Capri Theatre hosts members-only Clover/Capri screening in Montgomery
A members-only Clover/Capri screening on July 18 pairs Josh Carples with Martin McCaffery as the Capri leans on its own history to keep members coming back.

The Capri Theatre has set a 7 p.m. members-only screening of Clover/Capri for its Capri 85 program on Saturday, July 18, at 1045 E Fairview Ave. Filmmaker Josh Carples will be there with former Capri Theatre director Martin McCaffery, turning a documentary about the building into a membership-only draw for Montgomery moviegoers.
That screening sits inside a larger anniversary push that is built less like a ceremonial gala and more like a night out for regulars. The Capri’s July 18 lineup also includes tours of the theater, food trucks, music, activity tables and raffles, along with a screening of The Philadelphia Story with film historian John Martello. The theater has already been using its calendar to stack up repertory screenings, live events and summer children’s matinees, which gives the place a steady rhythm instead of a one-off celebration.
That kind of programming matters because the Capri is Montgomery’s only independent cinema, and the building has been run by the Capri Community Film Society, Inc., a nonprofit 501(c)(3), since 1983. The theater opened in 1941 as the Clover Theatre, with Jack Benny’s Love Thy Neighbor on the marquee, and took the Capri name in December 1962. After it was raided and closed as a softcore porn venue in 1982, neighbors formed the Capri Community Film Society to save it. The nonprofit later bought the building in 2010 and completed a major renovation for the theater’s 75th anniversary.

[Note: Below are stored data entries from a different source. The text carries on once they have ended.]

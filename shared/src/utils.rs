//! # Shared Utility Functions
//!
//! Display helpers for Ethereum addresses and transaction hashes.
//!
//! ## Usage
//!
//! ```rust
//! use shared::utils::format_address;
//!
//! let address = "0x742d35Cc6634C0532925a3b844Bc454e4438f44e";
//! let formatted = format_address(address, 6, 4);
//! assert_eq!(formatted, "0x742d...f44e");
//! ```

/// Format a wallet address by showing the first `prefix_len` and last `suffix_len` characters.
///
/// If the address is shorter than `prefix_len + suffix_len`, it is returned as-is.
///
/// # Arguments
///
/// * `address` - The wallet address to format
/// * `prefix_len` - Number of characters to show at the start (including the `0x` prefix)
/// * `suffix_len` - Number of characters to show at the end
///
/// # Examples
///
/// ```rust
/// use shared::utils::format_address;
///
/// let addr = "0x742d35Cc6634C0532925a3b844Bc454e4438f44e";
/// assert_eq!(format_address(addr, 6, 4), "0x742d...f44e");
/// assert_eq!(format_address(addr, 10, 8), "0x742d35Cc...4438f44e");
/// assert_eq!(format_address("0xabcd", 6, 4), "0xabcd");
/// ```
pub fn format_address(address: &str, prefix_len: usize, suffix_len: usize) -> String {
    let address_len = address.len();

    // Return early if the address is too short to truncate meaningfully
    // Also guard against individual lengths exceeding address length to prevent panics
    if address_len <= prefix_len + suffix_len
        || prefix_len >= address_len
        || suffix_len >= address_len
    {
        return address.to_string();
    }

    // Safe to slice: `0x`-hex addresses are ASCII-only
    let prefix = &address[..prefix_len];
    let suffix = &address[address_len - suffix_len..];

    format!("{}...{}", prefix, suffix)
}

/// Format a wallet address with default 6-character prefix and 4-character suffix.
///
/// # Examples
///
/// ```rust
/// use shared::utils::truncate_address;
///
/// let addr = "0x742d35Cc6634C0532925a3b844Bc454e4438f44e";
/// assert_eq!(truncate_address(addr), "0x742d...f44e");
/// ```
pub fn truncate_address(address: &str) -> String {
    format_address(address, 6, 4)
}

/// Shorten a transaction hash for display in a notification.
///
/// Keeps the first 20 characters followed by an ellipsis; shorter strings
/// are returned unchanged.
pub fn short_hash(hash: &str) -> String {
    if hash.len() <= 20 {
        hash.to_string()
    } else {
        format!("{}...", &hash[..20])
    }
}

/// Plausibility check for an Ethereum address: `0x` followed by exactly
/// 40 hex digits. Checksum casing is not verified; the wallet provider
/// rejects addresses it cannot resolve.
pub fn is_address(value: &str) -> bool {
    match value.strip_prefix("0x") {
        Some(hex) => hex.len() == 40 && hex.chars().all(|c| c.is_ascii_hexdigit()),
        None => false,
    }
}

#[cfg(test)]
mod tests {
    use super::*;

    #[test]
    fn test_format_address() {
        let addr = "0x742d35Cc6634C0532925a3b844Bc454e4438f44e";
        assert_eq!(format_address(addr, 6, 4), "0x742d...f44e");
        assert_eq!(format_address(addr, 10, 8), "0x742d35Cc...4438f44e");
        assert_eq!(format_address(addr, 2, 2), "0x...4e");
    }

    #[test]
    fn test_format_address_short() {
        assert_eq!(format_address("0xabcd", 6, 4), "0xabcd");
        assert_eq!(format_address("abc", 6, 4), "abc");
    }

    #[test]
    fn test_truncate_address() {
        let addr = "0x742d35Cc6634C0532925a3b844Bc454e4438f44e";
        assert_eq!(truncate_address(addr), "0x742d...f44e");
    }

    #[test]
    fn test_short_hash() {
        let hash = "0x88df016429689c079f3b2f6ad39fa052532c56795b733da78a91ebe6a713944b";
        assert_eq!(short_hash(hash), "0x88df016429689c079f...");
        assert_eq!(short_hash("0xabc"), "0xabc");
    }

    #[test]
    fn test_is_address() {
        assert!(is_address("0x742d35Cc6634C0532925a3b844Bc454e4438f44e"));
        assert!(is_address("0x0000000000000000000000000000000000000000"));
        assert!(!is_address(""));
        assert!(!is_address("0x"));
        assert!(!is_address("742d35Cc6634C0532925a3b844Bc454e4438f44e"));
        assert!(!is_address("0x742d35Cc6634C0532925a3b844Bc454e4438f44"));
        assert!(!is_address("0x742d35Cc6634C0532925a3b844Bc454e4438f44ea"));
        assert!(!is_address("0x742d35Cc6634C0532925a3b844Bc454e4438f44g"));
    }
}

The house history is not being kept in a file cabinet. Marquee Magic restored the Capri marquee in 2025 so it again resembles the original Clover Theatre sign, and Clover/Capri itself is built around the building’s own past, from racial segregation and adult films to free-speech fights. That makes the members-only screening more than a nostalgia play. It is part of a long-running business model in which the Capri sells belonging, memory and access to a theater that still has to earn its keep one showing at a time.